As frentes de atuação são diversas, mas no que se refere a saúde, o caminho para atender aos pedidos vem sendo organizado com apoio das comissões de saúde locais. Estas, por sua vez, são guiadas pela Comissão Intersetorial de Saúde do Trabalhador e da Trabalhadora (CISTT), criada em 1990 e amparada na Lei nº 8.080/1990, que regulamenta o SUS. O propósito é auxiliar conselheiros e conselheiras de saúde em pautas vinculadas ao bem estar dos trabalhadores, sejam estes do meio urbanos, do ambiente rural, ou enquadrados como aposentados e desempregados.
“Nós, enquanto Sindicato, somos conselheiros de algumas comissões de saúde aqui de Santa Cruz e solicitamos junto ao conselho uma reunião ampla para pautar questões como acesso a medicamentos, dificuldade de marcação de ficha e humanização no atendimento. Muitas vezes a gente vem da roça e as estradas também não ajudam. Isso impacta a nossa vida, que já é precária por ser um trabalho ao sol e estamos sujeitos a adquirir várias doenças”, compartilha a tesoureira.
Considerando esses aspectos, portanto, enfatiza que a principal expectativa é que o trabalho junto a Facisa fomente diálogos e auxilie na efetivação de um exercício mais consciente e seguro pelos trabalhadores rurais.
Dinâmica de atividades e aprendizagem
Do ponto de vista da aprendizagem, a iniciativa pretende levar aos estudantes uma vivência multiprofissional, integrando os alunos de todos os cursos participantes. “Esperamos trabalhar cada vez mais em conjunto, que os nossos alunos aprendam também sobre esse trabalho interdisciplinar. Então, que os alunos da psicologia não olhem apenas para a questão saúde mental, mas que percebam como isso tem a ver com outros aspectos físicos, ergonômicos e alimentares”, ressalta Fernanda Fernandes Gurgel.

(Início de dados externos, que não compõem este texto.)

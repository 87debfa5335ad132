//! Player identification, per-player storage and player records.
//!
//! ## PlayerId
//!
//! Type-safe player identifier supporting 1-255 players.
//!
//! ## PlayerMap
//!
//! Per-player storage backed by `Vec` for O(1) access, indexed by `PlayerId`.
//!
//! ## Player
//!
//! The mutable record of one seat at the table: ledger, board position,
//! jail status, alive flag and last creditor. Players are never removed;
//! bankrupt players stay in the map marked dead.

use serde::{Deserialize, Serialize};
use std::ops::{Index, IndexMut};

use super::ledger::Ledger;
use crate::board::{Board, Item, PropertyCategory};

/// Player identifier supporting 1-255 players.
///
/// Player indices are 0-based: the first player is `PlayerId(0)`.
#[derive(Clone, Copy, Debug, PartialEq, Eq, PartialOrd, Ord, Hash, Serialize, Deserialize)]
pub struct PlayerId(pub u8);

impl PlayerId {
    /// Create a new player ID.
    #[must_use]
    pub const fn new(id: u8) -> Self {
        Self(id)
    }

    /// Get the raw player index (0-based).
    #[must_use]
    pub const fn index(self) -> usize {
        self.0 as usize
    }

    /// Iterate over all player IDs for a game with `player_count` players.
    ///
    /// ```
    /// use oligopoly::core::PlayerId;
    ///
    /// let players: Vec<_> = PlayerId::all(4).collect();
    /// assert_eq!(players.len(), 4);
    /// assert_eq!(players[0], PlayerId::new(0));
    /// assert_eq!(players[3], PlayerId::new(3));
    /// ```
    pub fn all(player_count: usize) -> impl Iterator<Item = PlayerId> {
        (0..player_count as u8).map(PlayerId)
    }
}

impl std::fmt::Display for PlayerId {
    fn fmt(&self, f: &mut std::fmt::Formatter<'_>) -> std::fmt::Result {
        // Seats are shown 1-based to people.
        write!(f, "Player {}", self.0 as u16 + 1)
    }
}

/// Per-player data storage with O(1) access.
///
/// ```
/// use oligopoly::core::{PlayerId, PlayerMap};
///
/// let mut cash: PlayerMap<i64> = PlayerMap::new(4, |_| 1500);
/// assert_eq!(cash[PlayerId::new(0)], 1500);
///
/// cash[PlayerId::new(1)] -= 200;
/// assert_eq!(cash[PlayerId::new(1)], 1300);
/// ```
#[derive(Clone, Debug, PartialEq, Eq, Hash, Serialize, Deserialize)]
pub struct PlayerMap<T> {
    data: Vec<T>,
}

impl<T> PlayerMap<T> {
    /// Create a new PlayerMap with values from a factory function.
    ///
    /// The factory receives the `PlayerId` for each player.
    pub fn new(player_count: usize, factory: impl Fn(PlayerId) -> T) -> Self {
        assert!(player_count > 0, "Must have at least 1 player");
        assert!(player_count <= 255, "At most 255 players supported");

        let data = (0..player_count as u8)
            .map(|i| factory(PlayerId(i)))
            .collect();

        Self { data }
    }

    /// Wrap already-built per-player values, in seat order.
    pub fn from_vec(data: Vec<T>) -> Self {
        assert!(!data.is_empty(), "Must have at least 1 player");
        assert!(data.len() <= 255, "At most 255 players supported");
        Self { data }
    }

    /// Get the number of players.
    #[must_use]
    pub fn player_count(&self) -> usize {
        self.data.len()
    }

    /// Get a reference to a player's data.
    #[must_use]
    pub fn get(&self, player: PlayerId) -> &T {
        &self.data[player.index()]
    }

    /// Get a mutable reference to a player's data.
    pub fn get_mut(&mut self, player: PlayerId) -> &mut T {
        &mut self.data[player.index()]
    }

    /// Iterate over (PlayerId, &T) pairs.
    pub fn iter(&self) -> impl Iterator<Item = (PlayerId, &T)> {
        self.data
            .iter()
            .enumerate()
            .map(|(i, v)| (PlayerId(i as u8), v))
    }

    /// Iterate over (PlayerId, &mut T) pairs.
    pub fn iter_mut(&mut self) -> impl Iterator<Item = (PlayerId, &mut T)> {
        self.data
            .iter_mut()
            .enumerate()
            .map(|(i, v)| (PlayerId(i as u8), v))
    }

    /// Iterate over values in seat order.
    pub fn values(&self) -> impl Iterator<Item = &T> {
        self.data.iter()
    }
}

impl<T> Index<PlayerId> for PlayerMap<T> {
    type Output = T;

    fn index(&self, player: PlayerId) -> &Self::Output {
        self.get(player)
    }
}

impl<T> IndexMut<PlayerId> for PlayerMap<T> {
    fn index_mut(&mut self, player: PlayerId) -> &mut Self::Output {
        self.get_mut(player)
    }
}

/// A player in the game.
#[derive(Clone, Debug, PartialEq, Eq)]
pub struct Player {
    number: PlayerId,
    /// Everything the player holds. Negative quantities are debt.
    pub items: Ledger,
    location: usize,
    /// `None` when free, otherwise turns spent in jail.
    turns_in_jail: Option<u32>,
    alive: bool,
    /// `None` means the bank.
    last_creditor: Option<PlayerId>,
}

impl Player {
    /// Create a free, living player at tile 0.
    #[must_use]
    pub fn new(number: PlayerId, items: Ledger) -> Self {
        Self {
            number,
            items,
            location: 0,
            turns_in_jail: None,
            alive: true,
            last_creditor: None,
        }
    }

    /// Rebuild a player from stored fields.
    #[must_use]
    pub fn restore(
        number: PlayerId,
        items: Ledger,
        location: usize,
        turns_in_jail: Option<u32>,
        alive: bool,
        last_creditor: Option<PlayerId>,
    ) -> Self {
        Self {
            number,
            items,
            location,
            turns_in_jail,
            alive,
            last_creditor,
        }
    }

    #[must_use]
    pub fn number(&self) -> PlayerId {
        self.number
    }

    #[must_use]
    pub fn location(&self) -> usize {
        self.location
    }

    pub fn set_location(&mut self, location: usize) {
        self.location = location;
    }

    #[must_use]
    pub fn is_jailed(&self) -> bool {
        self.turns_in_jail.is_some()
    }

    /// Turns spent in jail, or `None` when free.
    #[must_use]
    pub fn turns_in_jail(&self) -> Option<u32> {
        self.turns_in_jail
    }

    /// Advance the jail counter if jailed. Called once per turn start.
    pub fn start_turn(&mut self) {
        if let Some(turns) = self.turns_in_jail.as_mut() {
            *turns += 1;
        }
    }

    /// Teleport to the board's first jail tile.
    ///
    /// Returns `false` (and changes nothing) if the board has no jail.
    pub fn send_to_jail(&mut self, board: &Board) -> bool {
        match board.jail_location() {
            Some(jail) => {
                self.location = jail;
                self.turns_in_jail = Some(0);
                true
            }
            None => false,
        }
    }

    pub fn release_from_jail(&mut self) {
        self.turns_in_jail = None;
    }

    #[must_use]
    pub fn is_alive(&self) -> bool {
        self.alive
    }

    pub(crate) fn mark_dead(&mut self) {
        self.alive = false;
    }

    #[must_use]
    pub fn last_creditor(&self) -> Option<PlayerId> {
        self.last_creditor
    }

    pub fn set_last_creditor(&mut self, creditor: Option<PlayerId>) {
        self.last_creditor = creditor;
    }

    /// Whether the player holds every property of a category on the board.
    #[must_use]
    pub fn has_monopoly(&self, category: &PropertyCategory, board: &Board) -> bool {
        board
            .items()
            .filter(|(_, item)| matches!(item, Item::Property(p) if p.category() == *category))
            .all(|(id, _)| self.items.has(id))
    }

    /// Number of properties of a category the player holds.
    #[must_use]
    pub fn count_properties(&self, category: &PropertyCategory, board: &Board) -> usize {
        board
            .items()
            .filter(|(id, item)| {
                matches!(item, Item::Property(p) if p.category() == *category) && self.items.has(id)
            })
            .count()
    }
}

#[cfg(test)]
mod tests {
    use super::*;
    use crate::board::presets;

    #[test]
    fn test_player_id_basics() {
        let p0 = PlayerId::new(0);
        let p1 = PlayerId::new(1);

        assert_eq!(p0.index(), 0);
        assert_eq!(p1.index(), 1);
        assert_eq!(format!("{}", p0), "Player 1");
    }

    #[test]
    fn test_player_map_new() {
        let map: PlayerMap<i32> = PlayerMap::new(4, |p| p.index() as i32 * 10);

        assert_eq!(map[PlayerId::new(0)], 0);
        assert_eq!(map[PlayerId::new(3)], 30);
        assert_eq!(map.player_count(), 4);
    }

    #[test]
    fn test_player_map_iter() {
        let map: PlayerMap<i32> = PlayerMap::new(3, |p| p.index() as i32);

        let pairs: Vec<_> = map.iter().collect();
        assert_eq!(pairs[0], (PlayerId::new(0), &0));
        assert_eq!(pairs[2], (PlayerId::new(2), &2));
    }

    #[test]
    #[should_panic(expected = "Must have at least 1 player")]
    fn test_player_map_zero_players() {
        let _: PlayerMap<i32> = PlayerMap::new(0, |_| 0);
    }

    #[test]
    fn test_jail_counter() {
        let board = presets::standard();
        let mut player = Player::new(PlayerId::new(0), Ledger::new());

        player.start_turn();
        assert_eq!(player.turns_in_jail(), None);

        assert!(player.send_to_jail(&board));
        assert_eq!(player.location(), 10);
        assert_eq!(player.turns_in_jail(), Some(0));

        player.start_turn();
        player.start_turn();
        assert_eq!(player.turns_in_jail(), Some(2));

        player.release_from_jail();
        assert!(!player.is_jailed());
    }

    #[test]
    fn test_send_to_jail_without_jail_tile() {
        let board = presets::deathmatch();
        let mut player = Player::new(PlayerId::new(0), Ledger::new());
        player.set_location(5);

        assert!(!player.send_to_jail(&board));
        assert_eq!(player.location(), 5);
        assert!(!player.is_jailed());
    }

    #[test]
    fn test_monopoly_and_count() {
        let board = presets::standard();
        let mut player = Player::new(PlayerId::new(0), Ledger::new());
        let brown = board.property("BROWN_1").unwrap().category();

        player.items.set("BROWN_1", 1);
        assert!(!player.has_monopoly(&brown, &board));
        assert_eq!(player.count_properties(&brown, &board), 1);

        player.items.set("BROWN_2", 1);
        assert!(player.has_monopoly(&brown, &board));
        assert_eq!(player.count_properties(&brown, &board), 2);
    }
}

Entre os estudantes, está Érica Sales, de 20 anos, graduanda do 6º período de Fisioterapia. Ainda durante o ensino médio, quando cursou Segurança do Trabalho pelo (IFPB), ela conta que sua paixão pelo tema da saúde do trabalhador foi despertada. Hoje, já no nível superior, o sentimento permanece e a motiva a participar de projetos como o da Facisa. “Lidar com a saúde do trabalhador, ao contrário do que muitos pensam, está muito além do que ’só’ adequar o serviço laboral ao trabalho. A saúde do trabalhador é a arte de cuidar dos que muitas vezes não têm voz e zelar pelo bem estar físico de cada um deles”, finaliza.
Pensando nessas particularidades, assim como nos outros eixos do projeto, as atividades serão pensadas conforme o ritmo dos trabalhadores rurais, de modo que dialoguem com os dias que a população tenha disponibilidade para participar. “No momento, estamos estruturando. Mas no futuro talvez a gente tenha uma sistemática de oficinas, encontros, elaboração e produção de material didático”, destaca Fernanda Fernandes Gurgel. Ainda, de acordo com Dimitri Taurino Guedes, um dos principais materiais a serem pensados é um documentário gravado em um acampamento do MST.